Fortunately, many credit cards come with zero fraud liability, meaning you’re not on the hook for fraudulent charges posted to your account. Further, protection afforded by the Fair Credit Billing Act (FCBA) ensures you could never be liable for more than $50 in fraudulent charges posted to your account, anyway.
Another layer of protection you can expect with most credit cards comes in the form of a chip. With chip and pin credit cards, the embedded chip holds your payment data, providing a unique code for each purchase you make. The code generated is only good for that single transaction and the codes are always changing, meaning credit cards with chip technology are considerably more difficult to hack for in-person purchases.
Remember that, before chip technology, all credit cards used a magnetic stripe to store your data. Where magnetic stripe credit cards can be “skimmed” by hackers and thieves, chip credit cards make this type of theft impossible.
What does EMV stand for?
Chip-enabled credit cards are also called EMV-enabled credit cards due to the EMV technology that was used to create them. EMV stands for “Europay, Mastercard and Visa” and signifies the three major credit card providers.
While EMV technology intends to help cut down on the amount of consumer credit card fraud, this technology also helps businesses cut down on chargebacks resulting from fraudulent purchases.
How do I use an EMV card to make a purchase?

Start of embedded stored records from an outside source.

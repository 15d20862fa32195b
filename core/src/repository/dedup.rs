use super::RepositoryError;
use async_trait::async_trait;
use chrono::{DateTime, Utc};
use serde::{Deserialize, Serialize};

/// A processed inbound event, remembered until `expires_at`.
#[derive(Debug, Clone, PartialEq, Eq, Serialize, Deserialize)]
pub struct DedupRecord {
    /// Event id supplied by the sender.
    pub event_id: String,
    /// Event type.
    pub event_type: String,
    /// When the memory of this event lapses.
    pub expires_at: DateTime<Utc>,
}

/// Inbound event de-duplication.
#[async_trait]
pub trait EventDedup: Send + Sync {
    /// Whether the event was already processed. Expired entries are evicted
    /// before answering.
    ///
    /// # Errors
    ///
    /// Backend failures only.
    async fn is_duplicate(&self, event_id: &str, now: DateTime<Utc>) -> Result<bool, RepositoryError>;

    /// Remember an event until `expires_at`.
    ///
    /// # Errors
    ///
    /// Backend failures only.
    async fn mark_processed(
        &self,
        event_id: &str,
        event_type: &str,
        expires_at: DateTime<Utc>,
    ) -> Result<(), RepositoryError>;
}
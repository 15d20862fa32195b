//! Axum request pipeline and service host for Service Spine services.
//!
//! Every request passes through the same pipeline:
//!
//! ```text
//! Received → request id → metrics
//!   → auth            (401 unauthorized)
//!   → decode body     (400 invalid_input)
//!   → authorize       (403 forbidden)
//!   → idempotency     (replay | 409 idempotency_conflict | execute)
//!   → envelope
//! ```
//!
//! The host owns request ids, metrics, the fallback and the `/healthz`,
//! `/readyz`, `/health` and `/metrics` endpoints. Domain services plug in
//! through [`DomainService`] and bring their own routes, auth layers and
//! handlers.
//!
//! # Example
//!
//! ```ignore
//! use service_spine_web::{ServiceHost, shutdown_signal};
//!
//! let host = ServiceHost::new(config, Arc::new(SystemClock)).mount(cache_service);
//! host.run(shutdown_signal()).await?;
//! ```

#![forbid(unsafe_code)]
#![warn(missing_docs, clippy::pedantic)]
#![allow(clippy::module_name_repetitions)]

pub mod auth;
pub mod envelope;
pub mod error;
pub mod extractors;
pub mod handlers;
pub mod host;
pub mod middleware;
pub mod service;
pub mod state;

// Re-export key types for convenience
pub use auth::{AuthPolicy, Authenticated, authenticate};
pub use envelope::{ApiResponse, Replayable};
pub use error::{AppError, ErrorDetail};
pub use extractors::{JsonBody, PathParam, QueryParams};
pub use host::{Cancellation, HostError, ServiceHost, WorkerHost, shutdown_signal};
pub use middleware::{REQUEST_ID_HEADER, RequestId, request_id_layer};
pub use service::DomainService;
pub use state::HostState;

/// Result type alias for web handlers.
pub type WebResult<T> = Result<T, AppError>;
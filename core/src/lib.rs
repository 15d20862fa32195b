//! # Service Spine Core
//!
//! Core traits and types shared by every service built on the Service Spine host.
//!
//! A service on the spine is a thin domain API sitting on top of a shared
//! request-processing contract: authenticated, idempotent, observable request
//! handling with a canonical response envelope. This crate holds the parts of
//! that contract which have nothing to do with HTTP:
//!
//! - **Environment**: injectable [`Clock`](environment::Clock) and
//!   [`IdGenerator`](environment::IdGenerator)
//! - **Hashing**: canonical JSON and SHA-256 request fingerprints
//! - **Actor**: the authenticated caller of a request
//! - **Errors**: the error taxonomy every service maps onto
//! - **Health**: component checks and the aggregated health report
//! - **Repositories**: storage traits and record types (in-memory
//!   implementations live in `service-spine-memory`)
//!
//! ## Control flow of a mutating request
//!
//! ```text
//! Pipeline → Auth → Handler → Idempotency.get(key, hash)
//!   ├─ replay  → cached response
//!   └─ reserve → domain work → repository writes → metrics → complete
//! ```

pub mod actor;
pub mod environment;
pub mod error;
pub mod hashing;
pub mod health;
pub mod repository;

// Re-export commonly used types
pub use actor::{Actor, Role};
pub use chrono::{DateTime, Utc};
pub use environment::{Clock, IdGenerator, MonotonicIdGenerator, SystemClock};
pub use error::{ErrorKind, ServiceError};
pub use hashing::{HashError, canonical_json, fingerprint};
pub use health::{ComponentCheck, ConfiguredDependency, HealthCheck, HealthReport, HealthStatus};
pub use repository::{Record, RecordStore, RepositoryError};
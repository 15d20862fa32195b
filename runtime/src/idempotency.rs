//! Idempotency engine: reserve, execute, complete, replay.
//!
//! A mutating handler hands the engine its idempotency key, the *semantic*
//! payload of the operation, and the work to run. The engine:
//!
//! 1. Hashes the payload (canonical JSON, SHA-256).
//! 2. Looks up the key. A live record with the same hash and a stored body is
//!    replayed; a record with a different hash is an `idempotency_conflict`;
//!    a reservation with an empty body falls through.
//! 3. Reserves the key for the hash. Losing a race to a different hash is also
//!    an `idempotency_conflict`.
//! 4. Runs the work and serializes its result.
//! 5. Completes the record. This step is best-effort: a failure is logged and
//!    the fresh response is still returned, since the domain write already
//!    happened.
//!
//! A reservation that was never completed (crash, cancelled request, failed
//! completion) is re-executed on retry. Handlers document whether their domain
//! writes tolerate that.

use chrono::Duration;
use serde::Serialize;
use service_spine_core::environment::Clock;
use service_spine_core::hashing::{HashError, fingerprint};
use service_spine_core::repository::{IdempotencyRecord, IdempotencyStore, RepositoryError};
use std::future::Future;
use std::sync::Arc;
use thiserror::Error;

/// Default record lifetime: 7 days.
pub const DEFAULT_TTL_SECONDS: u64 = 7 * 24 * 60 * 60;

/// Longest record lifetime accepted: 365 days.
pub const MAX_TTL_SECONDS: u64 = 365 * 24 * 60 * 60;

/// Errors raised by the engine itself (as opposed to the wrapped work).
#[derive(Error, Debug)]
pub enum IdempotencyError {
    /// The key was already used for a different request.
    #[error("idempotency key {key} was already used with a different request")]
    Conflict {
        /// The reused key.
        key: String,
    },

    /// The semantic payload could not be hashed.
    #[error(transparent)]
    Hash(#[from] HashError),

    /// The work's result could not be serialized.
    #[error("response could not be serialized: {0}")]
    Serialization(#[from] serde_json::Error),

    /// The idempotency store failed.
    #[error(transparent)]
    Repository(#[from] RepositoryError),
}

/// Response produced by an idempotent operation, fresh or replayed.
#[derive(Debug, Clone, PartialEq, Eq)]
pub struct StoredResponse {
    /// HTTP status.
    pub status: u16,
    /// Serialized result (JSON).
    pub body: Vec<u8>,
    /// Whether this came from a stored record.
    pub replayed: bool,
}

impl StoredResponse {
    fn replay(record: IdempotencyRecord) -> Self {
        Self {
            status: record.response_code,
            body: record.response_body,
            replayed: true,
        }
    }
}

/// Reserve/complete engine over an [`IdempotencyStore`].
#[derive(Clone)]
pub struct IdempotencyEngine {
    store: Arc<dyn IdempotencyStore>,
    clock: Arc<dyn Clock>,
    ttl: Duration,
}

impl std::fmt::Debug for IdempotencyEngine {
    fn fmt(&self, f: &mut std::fmt::Formatter<'_>) -> std::fmt::Result {
        f.debug_struct("IdempotencyEngine")
            .field("ttl_seconds", &self.ttl.num_seconds())
            .finish_non_exhaustive()
    }
}

impl IdempotencyEngine {
    /// Create an engine. `ttl_seconds` is clamped to `1..=MAX_TTL_SECONDS`.
    #[must_use]
    pub fn new(store: Arc<dyn IdempotencyStore>, clock: Arc<dyn Clock>, ttl_seconds: u64) -> Self {
        let seconds = ttl_seconds.clamp(1, MAX_TTL_SECONDS);
        let ttl = Duration::seconds(i64::try_from(seconds).unwrap_or(1));
        Self { store, clock, ttl }
    }

    /// Record lifetime.
    #[must_use]
    pub const fn ttl(&self) -> Duration {
        self.ttl
    }

    /// Run `work` at most once per `(key, payload)` within the TTL window.
    ///
    /// `work` returns the HTTP status and a serializable result. The result is
    /// stored as JSON and returned in [`StoredResponse::body`]; replays return
    /// the stored bytes unchanged.
    ///
    /// # Errors
    ///
    /// Errors from `work` are returned unchanged and nothing is stored (the
    /// reservation stays empty). Engine failures are converted with
    /// `E: From<IdempotencyError>`.
    pub async fn execute<P, T, E, F, Fut>(
        &self,
        key: &str,
        payload: &P,
        work: F,
    ) -> Result<StoredResponse, E>
    where
        P: Serialize + ?Sized,
        T: Serialize,
        E: From<IdempotencyError>,
        F: FnOnce() -> Fut,
        Fut: Future<Output = Result<(u16, T), E>>,
    {
        let hash = fingerprint(payload).map_err(IdempotencyError::from)?;
        let now = self.clock.now();

        if let Some(existing) = self.store.get(key, now).await.map_err(IdempotencyError::from)? {
            if let Some(replayed) = self.check_existing(key, &hash, existing)? {
                return Ok(replayed);
            }
        }

        let reserved = self
            .store
            .reserve(key, &hash, now, now + self.ttl)
            .await
            .map_err(IdempotencyError::from)?;
        if let Some(replayed) = self.check_existing(key, &hash, reserved)? {
            return Ok(replayed);
        }

        let (status, result) = work().await?;
        let body = serde_json::to_vec(&result).map_err(IdempotencyError::from)?;

        if let Err(error) = self
            .store
            .complete(key, status, body.clone(), self.clock.now())
            .await
        {
            tracing::warn!(
                idempotency_key = key,
                error = %error,
                "Failed to complete idempotency record; a retry will re-execute"
            );
        }

        Ok(StoredResponse {
            status,
            body,
            replayed: false,
        })
    }

    /// Replay, reject, or let the caller proceed with a live record.
    fn check_existing(
        &self,
        key: &str,
        hash: &str,
        record: IdempotencyRecord,
    ) -> Result<Option<StoredResponse>, IdempotencyError> {
        if record.request_hash != hash {
            tracing::debug!(idempotency_key = key, "Idempotency key reused with a different payload");
            return Err(IdempotencyError::Conflict {
                key: key.to_string(),
            });
        }
        if record.is_completed() {
            tracing::debug!(idempotency_key = key, ttl_seconds = self.ttl.num_seconds(), "Replaying stored response");
            return Ok(Some(StoredResponse::replay(record)));
        }
        Ok(None)
    }
}
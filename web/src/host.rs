//! Service and worker host lifecycle.
//!
//! [`ServiceHost`] mounts domain services behind the request pipeline and
//! serves them over HTTP/1.1:
//!
//! 1. Build the router (host endpoints, service routes, fallback, layers).
//! 2. Bind the listener and accept connections, each served on its own task
//!    with a read-header timeout.
//! 3. When the shutdown future resolves, stop accepting and drain in-flight
//!    connections up to the shutdown deadline.
//!
//! [`WorkerHost`] has the same construction but no listener: it runs
//! registered background tasks until shutdown and then drains them.

use crate::handlers::{health, healthz, metrics, readyz};
use crate::middleware::{not_found, request_id_layer, track_metrics};
use crate::service::DomainService;
use crate::state::HostState;
use axum::{Router, middleware::from_fn_with_state, routing::get};
use hyper::server::conn::http1;
use hyper_util::rt::{TokioIo, TokioTimer};
use hyper_util::server::graceful::GracefulShutdown;
use hyper_util::service::TowerToHyperService;
use service_spine_core::environment::Clock;
use service_spine_core::health::{ConfiguredDependency, HealthCheck};
use service_spine_runtime::{Config, ConfigError, HttpMetrics, MetricsRegistry};
use std::future::Future;
use std::io;
use std::net::SocketAddr;
use std::sync::Arc;
use std::time::Duration;
use thiserror::Error;
use tokio::net::TcpListener;
use tokio::sync::watch;
use tokio::task::JoinSet;
use tower_http::trace::TraceLayer;
use tracing::{Instrument, debug, info, warn};

/// Errors that end a host's run loop.
#[derive(Error, Debug)]
pub enum HostError {
    /// Configuration could not be turned into a listen address.
    #[error(transparent)]
    Config(#[from] ConfigError),

    /// The listener could not be bound.
    #[error("failed to bind {addr}: {source}")]
    Bind {
        /// Requested address.
        addr: SocketAddr,
        /// Underlying error.
        source: io::Error,
    },

    /// The listener failed with a non-transient error.
    #[error("listener failed: {0}")]
    Accept(#[source] io::Error),

    /// A background task panicked or was cancelled abnormally.
    #[error("worker task failed: {0}")]
    Worker(String),
}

Where you once swiped your card using a magnetic stripe that held your information, EMV-enabled credit cards with chips require a different process for in-person transactions.
Specifically, both chip and pin and chip and signature credit cards require you to dip your credit card into the terminal, at which point your card is read and a unique token is created for the transaction. From there, you enter your PIN (if you have a chip and pin credit card) or provide your signature (if you have a chip and signature credit card).
What is EMV compliance?
Major credit card issuers asked for most U.S. businesses that accept credit cards to move toward an EMV-compliant credit card point of sale system by October 1, 2015. This deadline also instituted a shift in liability in terms of who took responsibility for fraudulent charges.
Prior to October 1, 2015, either the merchant or card issuer could be liable for losses due to fraud. After this date, however, the shift in liability began depending on which party — the merchant or card issuer — was the least compliant with EMV requirements.
In theory, this deadline would have been enough to motivate businesses to change their payment systems in order to reduce fraud and avoid financial losses.
According to Visa, the number of U.S. retailers who accept EMV-enabled cards increased 825 percent from September of 2015 until June of 2019, growing from 392,000 to 3.7 million. This is good news overall, but not all businesses have upgraded their payment systems as some had hoped.
Fortunately, businesses haven’t had to worry about EMV compliance law or being fined for not upgrading their payment systems. If you’re a business owner who has not yet upgraded to accept EMV-enabled credit cards, you should probably do so — but you won’t be on the hook for penalties if you don’t make this change.
The bottom line
EMV-enabled credit cards are usable anywhere credit cards are accepted, but you should also know the U.S. is actually somewhat behind when it comes to EMV technology. In Europe, for example, countries made the transition to EMV technology years ago, and chip and PIN cards are the norm.
But if you’re a business owner, you can rest assured knowing you’re in the clear for not upgrading your payment systems to be EMV-compliant — though it wouldn’t hurt to go ahead and do so.